* **Directions for this task**
Scan the lines below for the string "info" and copy every one that has it.

☆ ☆ ☆ ☆ ☆

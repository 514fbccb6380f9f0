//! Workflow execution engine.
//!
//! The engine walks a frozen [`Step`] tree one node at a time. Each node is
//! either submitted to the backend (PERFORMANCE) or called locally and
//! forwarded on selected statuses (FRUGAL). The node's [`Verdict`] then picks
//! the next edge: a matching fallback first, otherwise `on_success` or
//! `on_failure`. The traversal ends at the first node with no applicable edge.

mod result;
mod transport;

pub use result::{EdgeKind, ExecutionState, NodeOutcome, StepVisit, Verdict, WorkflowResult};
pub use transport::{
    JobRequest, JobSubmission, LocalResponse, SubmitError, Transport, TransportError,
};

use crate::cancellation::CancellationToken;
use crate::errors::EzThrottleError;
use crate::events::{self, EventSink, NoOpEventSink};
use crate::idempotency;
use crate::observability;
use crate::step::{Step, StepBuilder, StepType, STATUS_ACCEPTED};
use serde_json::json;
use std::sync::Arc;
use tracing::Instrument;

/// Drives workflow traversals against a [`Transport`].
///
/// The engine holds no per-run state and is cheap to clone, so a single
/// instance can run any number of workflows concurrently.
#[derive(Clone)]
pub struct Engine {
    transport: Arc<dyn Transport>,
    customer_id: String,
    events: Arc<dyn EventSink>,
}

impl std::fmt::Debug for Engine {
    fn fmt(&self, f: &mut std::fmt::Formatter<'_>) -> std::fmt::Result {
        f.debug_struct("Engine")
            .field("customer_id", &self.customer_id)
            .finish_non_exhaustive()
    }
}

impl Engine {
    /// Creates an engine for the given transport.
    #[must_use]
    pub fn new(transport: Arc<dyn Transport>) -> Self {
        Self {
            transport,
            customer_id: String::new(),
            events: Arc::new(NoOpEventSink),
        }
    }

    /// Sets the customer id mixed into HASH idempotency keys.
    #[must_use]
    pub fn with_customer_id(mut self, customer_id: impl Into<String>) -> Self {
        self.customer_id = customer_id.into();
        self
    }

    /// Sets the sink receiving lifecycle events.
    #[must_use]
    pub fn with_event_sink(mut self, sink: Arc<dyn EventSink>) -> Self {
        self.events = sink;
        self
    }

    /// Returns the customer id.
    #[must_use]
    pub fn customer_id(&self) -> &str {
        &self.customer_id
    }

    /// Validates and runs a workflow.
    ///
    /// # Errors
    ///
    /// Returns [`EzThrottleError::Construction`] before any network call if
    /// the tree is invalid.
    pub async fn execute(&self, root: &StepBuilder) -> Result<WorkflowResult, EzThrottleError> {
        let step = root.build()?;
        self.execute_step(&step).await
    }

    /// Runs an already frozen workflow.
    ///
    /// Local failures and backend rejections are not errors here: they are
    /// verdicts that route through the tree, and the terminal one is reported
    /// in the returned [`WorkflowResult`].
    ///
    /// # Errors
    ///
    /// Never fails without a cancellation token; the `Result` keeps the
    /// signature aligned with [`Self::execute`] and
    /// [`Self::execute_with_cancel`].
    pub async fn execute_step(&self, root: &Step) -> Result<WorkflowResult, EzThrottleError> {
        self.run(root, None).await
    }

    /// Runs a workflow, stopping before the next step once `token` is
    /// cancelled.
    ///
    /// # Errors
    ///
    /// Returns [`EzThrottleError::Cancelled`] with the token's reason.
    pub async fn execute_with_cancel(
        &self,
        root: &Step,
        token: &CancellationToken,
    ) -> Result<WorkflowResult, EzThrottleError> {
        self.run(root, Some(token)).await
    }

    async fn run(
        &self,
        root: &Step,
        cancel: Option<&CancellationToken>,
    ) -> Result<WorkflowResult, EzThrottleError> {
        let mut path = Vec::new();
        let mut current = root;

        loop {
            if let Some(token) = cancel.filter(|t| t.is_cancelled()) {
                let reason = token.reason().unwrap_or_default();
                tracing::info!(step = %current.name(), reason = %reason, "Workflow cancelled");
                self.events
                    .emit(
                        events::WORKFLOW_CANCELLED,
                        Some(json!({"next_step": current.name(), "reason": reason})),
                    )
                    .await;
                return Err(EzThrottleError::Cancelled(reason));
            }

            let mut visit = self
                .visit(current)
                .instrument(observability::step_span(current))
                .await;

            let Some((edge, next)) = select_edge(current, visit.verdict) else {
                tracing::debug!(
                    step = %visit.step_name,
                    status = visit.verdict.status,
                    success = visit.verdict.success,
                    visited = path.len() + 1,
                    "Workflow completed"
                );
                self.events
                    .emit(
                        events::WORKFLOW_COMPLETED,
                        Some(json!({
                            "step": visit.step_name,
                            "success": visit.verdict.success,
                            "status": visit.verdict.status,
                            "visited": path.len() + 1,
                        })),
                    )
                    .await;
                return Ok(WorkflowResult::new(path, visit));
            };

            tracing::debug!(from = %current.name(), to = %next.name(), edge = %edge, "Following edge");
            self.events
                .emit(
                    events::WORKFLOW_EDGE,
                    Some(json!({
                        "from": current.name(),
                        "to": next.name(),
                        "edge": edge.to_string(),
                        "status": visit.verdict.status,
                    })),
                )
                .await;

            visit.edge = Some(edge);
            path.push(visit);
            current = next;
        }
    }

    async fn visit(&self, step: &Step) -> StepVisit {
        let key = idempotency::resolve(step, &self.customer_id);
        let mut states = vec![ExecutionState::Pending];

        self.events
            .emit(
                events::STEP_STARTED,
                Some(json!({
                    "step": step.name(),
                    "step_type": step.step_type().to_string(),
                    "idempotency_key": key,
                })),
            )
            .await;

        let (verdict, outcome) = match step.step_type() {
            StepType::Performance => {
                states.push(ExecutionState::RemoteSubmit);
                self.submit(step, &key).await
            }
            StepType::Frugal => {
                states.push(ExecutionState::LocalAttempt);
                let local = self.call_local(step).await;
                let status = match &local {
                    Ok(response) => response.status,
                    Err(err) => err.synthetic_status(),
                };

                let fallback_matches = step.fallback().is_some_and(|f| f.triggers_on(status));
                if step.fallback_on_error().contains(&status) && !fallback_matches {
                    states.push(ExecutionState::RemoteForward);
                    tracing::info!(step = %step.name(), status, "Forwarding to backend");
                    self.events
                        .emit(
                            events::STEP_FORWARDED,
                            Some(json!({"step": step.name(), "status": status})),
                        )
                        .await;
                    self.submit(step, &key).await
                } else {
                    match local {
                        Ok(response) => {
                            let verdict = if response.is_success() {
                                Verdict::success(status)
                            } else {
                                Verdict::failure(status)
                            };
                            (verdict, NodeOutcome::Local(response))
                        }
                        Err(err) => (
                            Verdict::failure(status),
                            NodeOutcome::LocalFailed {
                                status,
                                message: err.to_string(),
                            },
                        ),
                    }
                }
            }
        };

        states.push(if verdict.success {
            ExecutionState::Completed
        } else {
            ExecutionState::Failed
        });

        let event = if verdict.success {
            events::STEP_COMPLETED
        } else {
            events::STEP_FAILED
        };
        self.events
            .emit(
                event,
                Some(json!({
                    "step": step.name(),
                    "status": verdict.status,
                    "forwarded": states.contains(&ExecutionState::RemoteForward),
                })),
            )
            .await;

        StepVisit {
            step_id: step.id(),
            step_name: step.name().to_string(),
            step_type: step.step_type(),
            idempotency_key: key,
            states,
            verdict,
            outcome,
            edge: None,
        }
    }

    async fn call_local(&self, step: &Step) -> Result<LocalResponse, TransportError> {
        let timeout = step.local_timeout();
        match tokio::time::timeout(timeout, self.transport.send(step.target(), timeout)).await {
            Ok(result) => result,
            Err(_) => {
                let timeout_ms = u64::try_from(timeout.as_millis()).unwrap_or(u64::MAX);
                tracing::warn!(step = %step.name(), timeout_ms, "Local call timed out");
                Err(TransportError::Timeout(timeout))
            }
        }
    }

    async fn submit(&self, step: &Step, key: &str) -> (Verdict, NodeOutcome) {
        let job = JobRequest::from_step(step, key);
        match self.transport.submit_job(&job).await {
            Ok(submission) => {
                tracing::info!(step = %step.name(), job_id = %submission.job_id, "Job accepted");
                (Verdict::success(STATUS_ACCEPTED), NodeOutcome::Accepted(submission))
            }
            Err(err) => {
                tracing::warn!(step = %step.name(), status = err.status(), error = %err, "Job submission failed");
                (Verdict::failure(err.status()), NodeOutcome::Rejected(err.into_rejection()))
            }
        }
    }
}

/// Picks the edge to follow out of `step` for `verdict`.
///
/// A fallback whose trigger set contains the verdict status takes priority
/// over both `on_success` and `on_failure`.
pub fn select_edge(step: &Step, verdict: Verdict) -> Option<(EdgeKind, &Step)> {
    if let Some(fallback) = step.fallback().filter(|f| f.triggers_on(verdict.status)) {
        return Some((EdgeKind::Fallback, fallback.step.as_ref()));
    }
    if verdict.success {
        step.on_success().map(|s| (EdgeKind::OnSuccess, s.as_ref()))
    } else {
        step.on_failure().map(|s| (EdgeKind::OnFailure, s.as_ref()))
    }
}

☆ ☆ ☆ ☆ ☆

* **Response**
                tracing::info!(step = %current.name(), reason = %reason, "Workflow cancelled");
                    tracing::info!(step = %step.name(), status, "Forwarding to backend");
                tracing::info!(step = %step.name(), job_id = %submission.job_id, "Job accepted");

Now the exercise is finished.